Each line of the records below that includes "derive" adds one to the count; state the final count by itself.

THE INPUT =
__________________________________________________

use axum::{
    extract::{rejection::JsonRejection, Path, Query, State},
    http::StatusCode,
    routing::{get, post},
    Json, Router,
};
use tracing::instrument;

use super::dto::{SubmissionsListing, SubmitRequest, SubmittedResponse, ViewQuery};
use super::services::{require_responses, require_token, submit, view_submissions};
use crate::{
    error::AppResult, extractors::SourceIdentity, forms::services::parse_form_id,
    state::AppState,
};

pub fn routes() -> Router<AppState> {
    Router::new()
        .route("/forms/:form_id/submit", post(create))
        .route("/forms/:form_id/submissions", get(list))
}

/// POST /forms/:form_id/submit {responses: {fieldId: value}}
#[instrument(skip(state, payload))]
pub async fn create(
    State(state): State<AppState>,
    Path(form_id): Path<String>,
    SourceIdentity(source): SourceIdentity,
    payload: Result<Json<SubmitRequest>, JsonRejection>,
) -> AppResult<(StatusCode, Json<SubmittedResponse>)> {
    let Json(body) = payload?;
    let responses = require_responses(body)?;
    let form_id = parse_form_id(&form_id)?;

    let submission_id = submit(&state, form_id, responses, source).await?;
    Ok((
        StatusCode::CREATED,
        Json(SubmittedResponse {
            submission_id,
            message: "Form submitted successfully",
        }),
    ))
}

/// GET /forms/:form_id/submissions?token=...
#[instrument(skip(state, query))]
pub async fn list(
    State(state): State<AppState>,
    Path(form_id): Path<String>,
    Query(query): Query<ViewQuery>,
) -> AppResult<Json<SubmissionsListing>> {
    let token = require_token(query.token.as_deref())?;
    let form_id = parse_form_id(&form_id)?;
    Ok(Json(view_submissions(&state, form_id, token).await?))
}
use serde::{Deserialize, Serialize};
use time::OffsetDateTime;
use uuid::Uuid;

use super::repo_types::{Field, Form};

/// Keys are optional so an absent one becomes our own 400, not a serde rejection.
#[derive(Debug, Deserialize)]
#[serde(rename_all = "camelCase")]
pub struct CreateFormRequest {
    pub email: Option<String>,
    pub form_name: Option<String>,
    pub fields: Option<Vec<Field>>,
}

#[derive(Debug, Serialize)]
#[serde(rename_all = "camelCase")]
pub struct CreatedFormResponse {
    pub form_id: Uuid,
    /// Base64 PNG.
    pub qr_code_image: String,
    pub form_url: String,
    pub view_submissions_url: String,
    pub message: &'static str,
}

/// What respondents see. Never carries the creator's email or the token.
#[derive(Debug, Serialize)]
#[serde(rename_all = "camelCase")]
pub struct PublicForm {
    pub form_id: Uuid,
    pub form_name: String,
    pub fields: Vec<Field>,
    #[serde(with = "time::serde::rfc3339")]
    pub created_at: OffsetDateTime,
    pub submission_count: i64,
}

impl From<Form> for PublicForm {
    fn from(f: Form) -> Self {
        Self {
            form_id: f.id,
            form_name: f.name,
            fields: f.fields,
            created_at: f.created_at,
            submission_count: f.submission_count,
        }
    }
}
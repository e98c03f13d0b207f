use std::io::Cursor;

use anyhow::Context;
use image::{ImageFormat, Luma};
use qrcode::{EcLevel, QrCode};

/// Turns a link into a scannable image.
pub trait CodeRenderer: Send + Sync {
    fn render(&self, text: &str) -> anyhow::Result<Vec<u8>>;
}

/// PNG QR code, black on white with the standard quiet zone.
#[derive(Debug, Clone)]
pub struct QrPngRenderer {
    module_px: u32,
}

impl Default for QrPngRenderer {
    fn default() -> Self {
        Self { module_px: 10 }
    }
}

impl CodeRenderer for QrPngRenderer {
    fn render(&self, text: &str) -> anyhow::Result<Vec<u8>> {
        let code = QrCode::with_error_correction_level(text.as_bytes(), EcLevel::L)
            .map_err(|e| anyhow::anyhow!("encode qr code: {e}"))?;
        let img = code
            .render::<Luma<u8>>()
            .module_dimensions(self.module_px, self.module_px)
            .quiet_zone(true)
            .build();

        let mut png = Vec::new();
        img.write_to(&mut Cursor::new(&mut png), ImageFormat::Png)
            .context("encode png")?;
        Ok(png)
    }
}
use base64::{engine::general_purpose::URL_SAFE_NO_PAD, Engine};
use rand::{rngs::OsRng, RngCore};

const TOKEN_BYTES: usize = 32;

/// 256 bits from the OS RNG, URL-safe so it can ride in a query string untouched.
pub fn generate_magic_token() -> String {
    let mut bytes = [0u8; TOKEN_BYTES];
    OsRng.fill_bytes(&mut bytes);
    URL_SAFE_NO_PAD.encode(bytes)
}

/// Byte comparison without early exit on the first mismatch.
pub fn tokens_match(presented: &str, stored: &str) -> bool {
    let (a, b) = (presented.as_bytes(), stored.as_bytes());
    if a.len() != b.len() {
        return false;
    }
    a.iter().zip(b).fold(0u8, |acc, (x, y)| acc | (x ^ y)) == 0
}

__________________________________________________

SOLVED PROBLEM =
4